プロジェクト細分割によって,ISO/IEC 13250-3の改訂のためのプロジェクトが設立され,CDテキストの作成が行われている.

(2) TMCL(TM制約言語, ISO/IEC 19756)

昨年度のFCD投票結果を受けて,2010年3月の総会でFDISテキストを作成することが指示された.

(3) NP(トピックマップ - 意味記述の配信用プロトコルの新作業課題)

Atom配信フォーマットおよびトピックマップデータモデル(TMDM)に適合し,XTM1.0,XTM2.0およびRDF/XMLで表現される意味記述を交換する配信用プロトコルを規定し,適合アプリケーションが提供しなければならない配信データ(フィード)の階層に位置付けられる.

このNP投票は2010年4月に締め切られる.

2.4 WG4(Office Open XML)

これまでに報告された多くの欠陥報告に応えるため,WG4はCor.とAmd.とを区別するための評価基準を作成して,OOXMLの各パートに対して,次に示すCor.とAmd.の開発を行っている.

(1) OOXML(オフィス開放形XMLファイルフォーマット,ISO/IEC 29500)

a) パート1, 2, 3, 4のCor.1

OOXMLの全パートに対する訂正案が承認されて,各パートのCor.1として出版された.

b) パート1, 4のAmd.1

パート1, 4のFPDAMテキストが承認されて,FDAMテキストが作成された.

c) パート4のAmd.2

2010年3月の総会で,ISO/IEC 29500-4のAmd.2ためにプロジェクト細分割を行って,Amd.2の開発を行うことを決めた.

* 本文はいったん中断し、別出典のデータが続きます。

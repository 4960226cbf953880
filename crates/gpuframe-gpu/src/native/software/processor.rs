//! Fixed-function video processor of the software device.

use super::raster::{self, RasterJob};
use super::State;
use crate::error::{NativeError, NativeResult};
use crate::native::{
    NativeVideoProcessor, ProcessorBlit, ProcessorCaps, ProcessorDesc, ProcessorRotation, SamplerFilter,
    StatsCounters, ViewKind, Viewport,
};
use crate::shader::layout::{orientation_transform, quad_vertices, PsConstants, QUAD_INDICES};
use crate::shader::program::{
    output_clear_colors, output_passes, sample_program, ConvertProgram, OutputPass, PixelProgram, SampleProgram,
};
use gpuframe_color::matrix::conversion_matrix;
use gpuframe_color::{ColorSpec, HdrMetadata};
use parking_lot::Mutex;
use smallvec::SmallVec;
use std::sync::Arc;
use tracing::debug;

#[derive(Debug)]
pub(super) struct SoftwareProcessor {
    state: Arc<State>,
    desc: ProcessorDesc,
    sample: SampleProgram,
    passes: SmallVec<[OutputPass; 2]>,
    constants: PsConstants,
    hdr: Mutex<(Option<HdrMetadata>, Option<HdrMetadata>)>,
}

impl SoftwareProcessor {
    pub(super) fn new(state: Arc<State>, desc: &ProcessorDesc) -> NativeResult<Self> {
        let unsupported = || {
            NativeError::Unsupported(format!(
                "processor cannot convert {} to {}",
                desc.input.format, desc.output.format
            ))
        };
        let sample = sample_program(desc.input.format).ok_or_else(unsupported)?;
        let passes = output_passes(desc.output.format).ok_or_else(unsupported)?;
        let matrix = conversion_matrix(&ColorSpec::from_info(&desc.input), &ColorSpec::from_info(&desc.output))
            .map_err(|e| NativeError::Unsupported(e.to_string()))?;
        let constants = PsConstants {
            post: (&matrix).into(),
            ..PsConstants::default()
        };
        Ok(Self {
            state,
            desc: *desc,
            sample,
            passes,
            constants,
            hdr: Mutex::new((None, None)),
        })
    }
}

fn orientation(rotation: ProcessorRotation, flip_h: bool, flip_v: bool) -> [[f32; 2]; 2] {
    let mut m = match rotation {
        ProcessorRotation::Identity => [[1.0, 0.0], [0.0, 1.0]],
        ProcessorRotation::Rotate90 => [[0.0, -1.0], [1.0, 0.0]],
        ProcessorRotation::Rotate180 => [[-1.0, 0.0], [0.0, -1.0]],
        ProcessorRotation::Rotate270 => [[0.0, 1.0], [-1.0, 0.0]],
    };
    for col in &mut m {
        if flip_h {
            col[0] = -col[0];
        }
        if flip_v {
            col[1] = -col[1];
        }
    }
    m
}

impl NativeVideoProcessor for SoftwareProcessor {
    fn caps(&self) -> ProcessorCaps {
        ProcessorCaps::ROTATION
            | ProcessorCaps::MIRROR
            | ProcessorCaps::HDR_METADATA
            | ProcessorCaps::SCALING
            | ProcessorCaps::BACKGROUND
    }

    fn set_hdr_metadata(&self, input: Option<&HdrMetadata>, output: Option<&HdrMetadata>) -> NativeResult<()> {
        debug!("Processor HDR metadata: input {:?}, output {:?}", input, output);
        *self.hdr.lock() = (input.copied(), output.copied());
        Ok(())
    }

    fn blit(&self, blit: &ProcessorBlit) -> NativeResult<()> {
        self.state.alive()?;
        if self.state.options.fail_processor_blits {
            return Err(NativeError::Backend("video processor blit failed".into()));
        }
        let (inputs, outputs) = {
            let resources = self.state.resources.lock();
            (
                resources.view_planes(blit.input, ViewKind::ProcessorInput)?,
                resources.view_planes(blit.output, ViewKind::ProcessorOutput)?,
            )
        };

        if let Some(background) = blit.background {
            let colors = output_clear_colors(self.desc.output.format, background)
                .ok_or_else(|| NativeError::Unsupported("background fill".into()))?;
            for (surface, color) in outputs.iter().zip(colors) {
                raster::clear(surface, color);
            }
        }

        let transform = orientation_transform(orientation(blit.rotation, blit.flip_horizontal, blit.flip_vertical));
        let planes = self.desc.output_format.planes();
        for pass in &self.passes {
            let targets: SmallVec<_> = outputs
                .get(pass.first_plane..pass.first_plane + pass.plane_count)
                .ok_or_else(|| NativeError::InvalidCall("output view has too few planes".into()))?
                .iter()
                .cloned()
                .collect();
            let plane = planes.get(pass.first_plane).copied().unwrap_or(planes[0]);
            let job = RasterJob {
                program: PixelProgram {
                    sample: self.sample,
                    convert: ConvertProgram::Matrix,
                    output: pass.program,
                    premul_in: false,
                    premul_out: false,
                },
                constants: self.constants,
                vertices: quad_vertices(blit.src_rect, self.desc.input.width, self.desc.input.height).to_vec(),
                indices: QUAD_INDICES.to_vec(),
                transform: glam::Mat4::from_cols_array_2d(&transform.transform),
                sources: inputs.clone(),
                luts: None,
                targets,
                viewport: Viewport::from_rect(blit.dst_rect.subsampled(plane.w_sub, plane.h_sub)),
                filter: SamplerFilter::Linear,
                blend: None,
                blend_factor: [1.0; 4],
                sample_mask: u32::MAX,
            };
            raster::execute(&job)?;
        }
        StatsCounters::bump(&self.state.stats.processor_blits);
        Ok(())
    }
}

#[cfg(test)]
mod tests {
    use super::*;

    #[test]
    fn test_mirror_applies_after_rotation() {
        // rotate 90 then mirror horizontally is a transpose
        let m = orientation(ProcessorRotation::Rotate90, true, false);
        assert_eq!(m, [[0.0, -1.0], [-1.0, 0.0]]);
    }
}
//! Conversion shader builder and the process-wide shader cache.
//!
//! Shader sources are generated from a [`program::PixelProgram`] and cached
//! by entry point name for the lifetime of the process, so every device
//! compiles from the same blobs.

pub mod layout;
pub mod program;
pub mod render;

use crate::error::{GpuError, Result};
use gpuframe_core::VideoFormat;
use parking_lot::Mutex;
use program::{output_passes, sample_program, ConvertProgram, OutputPass, PixelProgram};
use smallvec::SmallVec;
use std::collections::HashMap;
use std::sync::{Arc, OnceLock};
use tracing::debug;

pub const VERTEX_ENTRY_POINT: &str = "vs_main";

#[derive(Debug, Clone, Copy, PartialEq, Eq, Hash)]
pub enum ShaderStage {
    Vertex,
    Pixel,
}

/// Shader source ready for a native device to compile.
#[derive(Debug)]
pub struct ShaderBlob {
    pub entry_point: String,
    pub stage: ShaderStage,
    pub source: Arc<str>,
    /// Structural form of a pixel shader, for devices that interpret it.
    pub program: Option<PixelProgram>,
}

fn cache() -> &'static Mutex<HashMap<String, Arc<ShaderBlob>>> {
    static CACHE: OnceLock<Mutex<HashMap<String, Arc<ShaderBlob>>>> = OnceLock::new();
    CACHE.get_or_init(|| Mutex::new(HashMap::new()))
}

/// The quad vertex shader.
pub fn vertex_shader() -> Arc<ShaderBlob> {
    cache()
        .lock()
        .entry(VERTEX_ENTRY_POINT.to_string())
        .or_insert_with(|| {
            Arc::new(ShaderBlob {
                entry_point: VERTEX_ENTRY_POINT.to_string(),
                stage: ShaderStage::Vertex,
                source: Arc::from(render::VERTEX_SOURCE),
                program: None,
            })
        })
        .clone()
}

/// Pixel shader for `program`, generated once per process.
pub fn pixel_shader(program: &PixelProgram) -> Arc<ShaderBlob> {
    let entry_point = program.entry_point();
    let mut cache = cache().lock();
    if let Some(blob) = cache.get(&entry_point) {
        return blob.clone();
    }
    debug!("Generating pixel shader {}", entry_point);
    let blob = Arc::new(ShaderBlob {
        entry_point: entry_point.clone(),
        stage: ShaderStage::Pixel,
        source: Arc::from(render::pixel_source(program)),
        program: Some(*program),
    });
    cache.insert(entry_point, blob.clone());
    blob
}

/// Number of blobs generated so far.
pub fn cached_shader_count() -> usize {
    cache().lock().len()
}

/// One draw of a conversion.
#[derive(Debug, Clone)]
pub struct ShaderPass {
    pub pixel: Arc<ShaderBlob>,
    pub program: PixelProgram,
    pub output: OutputPass,
}

/// Shaders converting one format into another.
#[derive(Debug, Clone)]
pub struct ConverterShaders {
    pub vertex: Arc<ShaderBlob>,
    pub passes: SmallVec<[ShaderPass; 2]>,
}

/// Build (or fetch) the shaders converting `input` to `output`.
pub fn build_converter_shaders(
    input: VideoFormat,
    output: VideoFormat,
    convert: ConvertProgram,
    premul_in: bool,
    premul_out: bool,
) -> Result<ConverterShaders> {
    let sample = sample_program(input)
        .ok_or_else(|| GpuError::Unsupported(format!("{} cannot be sampled by a shader", input)))?;
    let outputs = output_passes(output)
        .ok_or_else(|| GpuError::Unsupported(format!("{} cannot be written by a shader", output)))?;
    let passes = outputs
        .into_iter()
        .map(|pass| {
            let program = PixelProgram {
                sample,
                convert,
                output: pass.program,
                premul_in,
                premul_out,
            };
            ShaderPass {
                pixel: pixel_shader(&program),
                program,
                output: pass,
            }
        })
        .collect();
    Ok(ConverterShaders {
        vertex: vertex_shader(),
        passes,
    })
}
//! gpuframe GPU - video frames on the GPU and format conversion
//!
//! Layers, leaf first:
//! - `native`: the device seam, with a wgpu backend and a CPU reference backend
//! - `format`: abstract format to native surface format table
//! - `device`: native device plus context lock and per-device caches
//! - `memory`: one GPU surface with lazy views and CPU staging
//! - `pool` / `buffer_pool`: recycled allocations and multi-plane frames
//! - `shader`: pixel programs, WGSL generation and the compiled blob cache
//! - `converter`: shader and video-processor conversion between formats

pub mod buffer_pool;
pub mod converter;
pub mod device;
pub mod error;
pub mod format;
pub mod memory;
pub mod native;
pub mod pool;
pub mod shader;

pub use buffer_pool::{BufferPool, BufferPoolConfig, Frame};
pub use converter::{
    AlphaMode, ConversionClass, ConvertGeometry, ConvertInput, Converter, ConverterBackends, ConverterConfig,
    ConverterStats, GammaMode, Orientation, PrimariesMode,
};
pub use device::{AdapterSelector, BackendPreference, Device, DeviceOptions};
pub use error::{GpuError, NativeError, Result};
pub use format::{FormatDescriptor, FormatTable};
pub use memory::{Allocation, AllocationParams, KeyedMutexGuard, MapMode, MappedAllocation};
pub use native::software::{SoftwareDevice, SoftwareOptions};
pub use native::{BindFlags, BlendDesc, DeviceStats, MiscFlags, NativeDevice, NativeFormat, SamplerFilter};
pub use pool::{Allocator, PlainAllocator, PoolAllocator, PoolStats, PooledAllocation};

d) NP(ECMA-376:2006とISO/IEC 29500:2008との技術的差異)

このNPに対する投票は充分な賛同を得てプロジェクトが成立したが,開発対象が規定でないことが分り,各国コメントへの対処に基づいて,この作業課題をTR Type3の開発に変更した.

フランスおよび韓国がプロジェクトエディタを提供することを取消したことにより,直ちにTRの開発作業に着手できず,各国に対してプロジェクトエディタの提供および寄書の提出が求められた.

2.5 WG5(文書の相互運用性)

(1) ODF-OOXML間の変換(ISO/IEC TR 29166)

2010年11月までにPDTRテキストを完成させることを目標として,ドラフト作業が継続されている.

2.6 WG6(開放形文書フォーマット)

ODFのメンテナンスのために設立されたWG6は,2010年3月にはじめての対面会議を行った.これまでのOASIS ODF TCには,SC34に対する消極的姿勢が目立ったが,このWG6会議にはOASIS ODF TCから3名の参加者があり,SC34からの要請に積極的に応じる姿勢が見られた.

ODF 1.0はISO/IEC 26300として制定されているが,広く使われている状態ではなく,アクセシビリティの機構も提供していない.ODF 1.1は広く使われていて,アクセシビリティの機構を提供しているが,まだ国際規格にはなっていなかった.そこで,ODF 1.1をISO/IEC 26300のAmd.1とすることにした.

(1) ODF(開放形文書フォーマット)のAmd.1

ODFプロジェクトの細分割を行って,ISO/IEC 26300のAmd.1の開発を行うことを決めた.このAmd.は,OASISによるODF1.1の公式な提出(SC34 N1374)に基づいて用意され,エディタが準備した文書(SC34 N1375)によって支援される.